*** Begin section ***
//! 基础端点：把一个下层传输与至多一个过滤器焊接成完整端点的状态机。
//!
//! # 模块定位（Why）
//! - 所有传输与协议组合共用这一台状态机：打开/关闭时序、数据搬运、
//!   使能重算、错误上抛、引用纪律在此一次做对，换任何过滤器或传输
//!   都不再重写。
//! - 难点集中在重入与析构：用户回调里可以再调端点，关闭可以抢占在途
//!   打开，延迟执行器负责把所有用户可见通知推到当前调用栈之外。
//!
//! # 并发模型（How）
//! - 内部状态由自旋锁保护；任何用户或过滤器回调都在锁外发生；
//! - 过滤器实现持有自己的内部锁，契约要求它在调用数据出口（sink）时
//!   不得持锁，因此"基础端点锁 → 过滤器锁"与"过滤器内部 → 基础端点锁"
//!   不会交叉成环；
//! - 同一时刻至多一个在途打开与一个在途关闭，第二个请求被同步拒绝。

use alloc::{boxed::Box, string::String, sync::Arc};
use bytes::Bytes;
use core::time::Duration;

use spin::Mutex;

use crate::{
    Result,
    aux::AuxTags,
    endpoint::{EndpointConfig, EndpointHandler},
    error::CoreError,
    filter::{Filter, FilterCtl, LlSink, ProgressOutcome, UlSink},
    ll::{ControlData, Done, DoneErr, LlHandler, LowerLayer, OpenResult},
    runtime::{
        DeferredRunner, MonotonicTimePoint, OsFuncs, RunnerHandler, Timer, TimerHandler, WeakCell,
    },
};

use super::oob::OobQueue;

const LOG_TARGET: &str = "lamina::endpoint";

/// 端点生命周期状态。
///
/// 打开沿 `Closed → LlOpening → FilterOpening → Open` 推进；关闭沿
/// `Open → CloseDrainWait → FilterClosing → LlClosing → CloseNotify → Closed`
/// 推进。`OpenPending` 是服务端接入的入口（传输已连接，只差握手）；
/// `WaitOpenClear` 表示新的打开请求在等待上一轮关闭通知出栈；
/// `ClosedFault` 记录"上一次打开失败"，下一次打开会将其复位。
#[derive(Clone, Copy, Debug, PartialEq, Eq)]
enum EndpointState {
    Closed,
    WaitOpenClear,
    LlOpening,
    FilterOpening,
    OpenPending,
    Open,
    CloseDrainWait,
    FilterClosing,
    LlClosing,
    CloseNotify,
    ClosedFault,
}

struct PendingOpen {
    done: DoneErr,
    open_child: bool,
}

struct Inner {
    state: EndpointState,
    handler: Option<Arc<dyn EndpointHandler>>,
    read_enabled: bool,
    write_enabled: bool,
    in_user_read: bool,
    open_done: Option<DoneErr>,
    close_done: Option<Done>,
    pending_open: Option<PendingOpen>,
    pending_open_err: Option<CoreError>,
    saved_err: Option<CoreError>,
    err_delivered: bool,
    open_failed: bool,
    disconnect_done: bool,
    open_deadline: Option<MonotonicTimePoint>,
    timer_running: bool,
    deferred_pending: bool,
    deferred_read: bool,
    deferred_open: Option<Result<()>>,
    deferred_close: bool,
    deferred_server_start: bool,
    oob: OobQueue,
    oob_draining: bool,
    user_handles: usize,
}

/// `Base` 是端点的内部本体；用户通过 [`crate::endpoint::Endpoint`] 句柄访问。
pub(crate) struct Base {
    os: Arc<dyn OsFuncs>,
    ll: Arc<dyn LowerLayer>,
    filter: Option<Arc<dyn Filter>>,
    config: EndpointConfig,
    timer: Mutex<Option<Arc<dyn Timer>>>,
    runner: Mutex<Option<Arc<dyn DeferredRunner>>>,
    filter_ctl: Mutex<Option<Arc<BaseFilterCtl>>>,
    inner: Mutex<Inner>,
}

struct BaseLlHandler {
    base: WeakCell<Base>,
}

impl LlHandler for BaseLlHandler {
    fn read(&self, err: Option<CoreError>, buf: &[u8], aux: &AuxTags) -> usize {
        match self.base.get() {
            Some(base) => base.ll_read(err, buf, aux),
            None => buf.len(),
        }
    }

    fn write_ready(&self) {
        if let Some(base) = self.base.get() {
            base.ll_write_ready();
        }
    }
}
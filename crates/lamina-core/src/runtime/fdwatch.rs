use core::fmt;

use crate::sealed::Sealed;

/// 操作系统句柄的轻量包装。
///
/// # 设计背景（Why）
/// - 核心 crate 保持 `no_std`，不能依赖 `std::os::fd::RawFd`；
///   以裸 `i32` 新类型承载句柄，既零开销又避免与普通整数混用。
#[derive(Clone, Copy, Debug, PartialEq, Eq, Hash)]
pub struct SysFd(pub i32);

impl fmt::Display for SysFd {
    fn fmt(&self, f: &mut fmt::Formatter<'_>) -> fmt::Result {
        write!(f, "fd:{}", self.0)
    }
}

/// 句柄注册后的监视标识。
///
/// # 契约说明（What）
/// - 由 [`super::OsFuncs::register_fd`] 分配，在对应 `clear_fd` 完成前唯一；
/// - 同一个底层句柄被先后注册两次会得到不同的 `FdId`，旧 id 的事件不会
///   串到新注册上。
#[derive(Clone, Copy, Debug, PartialEq, Eq, Hash, PartialOrd, Ord)]
pub struct FdId(pub u64);

/// 句柄监视的四个上行回调。
///
/// # 设计背景（Why）
/// - 读就绪 / 写就绪 / 异常就绪覆盖了连接建立与数据流的全部边沿；
///   `cleared` 则是安全析构的根基：只有当宿主确认不再有在途回调时，
///   句柄才允许被关闭。
///
/// # 契约说明（What）
/// - 所有回调都在事件循环线程上执行；
/// - `cleared` 在 `clear_fd(.., report = true)` 之后、且该句柄全部在途回调
///   退栈之后，恰好触发一次。
pub trait FdHandlers: Send + Sync + 'static + Sealed {
    /// 句柄可读。
    fn read_ready(&self);

    /// 句柄可写。
    fn write_ready(&self);

    /// 句柄出现异常条件（带外数据、连接失败等）。
    fn except_ready(&self);

    /// 监视已被清除，且不再有在途回调。
    fn cleared(&self);
}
*** End section ***
● WHAT YOU NEED TO DO
Every line from the line containing "fn except_ready(&self);" to the last line of the material above must be repeated exactly, and no other line.

● EXPECTED ANSWER
    fn except_ready(&self);

    /// 监视已被清除，且不再有在途回调。
    fn cleared(&self);
}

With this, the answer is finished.